Welcome to the Loser’s Table

Conrad Frommelt encourages readers that being a good Christian does not mean being perfect.


Illustration by David Rhee/THE CHIMES

Conrad Frommelt, Writer

Conrad Frommelt encourages readers that being a good Christian does not mean being perfect. | Illustration by David Rhee/THE CHIMES


The other day I heard about a freshman who did not think she belonged at Biola. During the story, she said “The people here are just so good” and admitted that she felt intimidated by their goodness. Implicitly, I heard her say that she was not good enough to be here. In a strange sort of way, my heart dropped as I listened. I do not think I am good enough to be at Biola either.

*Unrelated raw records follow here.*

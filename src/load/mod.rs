//! Destination table loading
//!
//! [`TableLoader`] submits a load of newline-delimited JSON files into a
//! destination table with an explicit schema, and waits for it to finish.
//! [`BigQueryLoader`] implements it over the BigQuery jobs API.

mod bigquery;
mod token;

pub use bigquery::BigQueryLoader;
pub use token::google_access_token;

use crate::error::Result;
use crate::schema::CompositeSchema;
use async_trait::async_trait;
use serde::{Deserialize, Serialize};

/// What happens to rows already in the destination table
#[derive(Debug, Clone, Copy, Default, PartialEq, Eq, Serialize, Deserialize)]
pub enum WriteDisposition {
    /// Replace all existing rows
    #[default]
    #[serde(rename = "WRITE_TRUNCATE")]
    Truncate,
}

/// A load of one URI pattern into one table
#[derive(Debug, Clone)]
pub struct LoadRequest {
    /// Source URI, may end in a `*` wildcard
    pub source_uri: String,
    pub project: String,
    pub dataset: String,
    pub table: String,
    /// Explicit schema; autodetection is never used
    pub schema: CompositeSchema,
    pub write_disposition: WriteDisposition,
}

impl LoadRequest {
    /// `dataset:table` label used in logs
    pub fn destination(&self) -> String {
        format!("{}:{}.{}", self.project, self.dataset, self.table)
    }
}

/// Result of a completed load job
#[derive(Debug, Clone, PartialEq, Eq)]
pub struct LoadOutcome {
    pub job_id: String,
    /// Rows written to the destination table
    pub output_rows: u64,
}

/// Loads files into the destination warehouse
#[async_trait]
pub trait TableLoader: Send + Sync {
    /// Submit the load and wait for it to complete
    async fn load(&self, request: &LoadRequest) -> Result<LoadOutcome>;
}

I had not really thought about it before but suddenly began to see a difference between some of the Biola students I know and myself. They all seem shiny. Everything about them strikes me as righteous. They are the types who go on mission trips, who love going to all three church services on Sunday, who hold doors open for people and pray for me. Part of me wishes they faked their holiness. But I can actually see the Holy Spirit transforming them into the image of God and can see the fruits of this process in their Christ-like action.

I think the Holy Spirit is working inside me as well, but it looks different. I do not want to go on a mission. I am not even sure where I stand on the whole “missions” thing. I dread going to church every week and have to force myself not to fake sick. I love to gossip and constantly compare myself to other people. I suspect my inner dialogue would make most people cringe.

The loudest Holy Spirit interventions in my life are usually retroactive. It sometimes takes me a week to realize I have been obsessing over that thing someone said to me and have begun to imagine ways to hurt them before God finally yells “Forgive them already!” Crap. So over the course of a couple days I work myself into a place of forgiveness, kind of. God carries me most of the way. And a good chunk of the time I let go of whatever the thing was, or go and apologize to the person I hurt.

If being a good Christian means being perfect, or even particularly good, I do not meet the criteria. If Biola is a collection of good folk, I snuck in somehow. Being human is really difficult, and I have not gotten the hang of it. But, I think being a Christian should make being a human easier, not harder. Jesus spent a good deal of his time at the loser table. He came to take the gossipy cynics like me and adopt them. I, the church-hater, receive full child-of-God privileges. Partly, this means I belong in his Church even before I know what he expects of me. It also means that God commits to making me shiny, like him.

If I am not careful, I still fixate on the scars of my sin. I think they make me stand out, especially around good Christian folk. But Jesus has scars too. I belong at Biola because I belong to Christ and to his Church. Together we are a bunch of recovering, scarred sinners that God made and continues to make into his children.